- _Problem requirements_
Word for word, print the entries that follow.

- _Records_
▼▼▼
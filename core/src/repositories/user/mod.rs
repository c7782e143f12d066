pub mod r#trait {
    pub use super::trait_::*;
}
#[path = "trait.rs"]
mod trait_;

pub use r#trait::UserRepository;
▲▲▲
- _Exercise result_
filename core/src/repositories/user/mod.rs
repository c7782e143f12d066
pub mod r#trait {
    pub use super::trait_::*;
}
#[path = "trait.rs"]
mod trait_;

pub use r#trait::UserRepository;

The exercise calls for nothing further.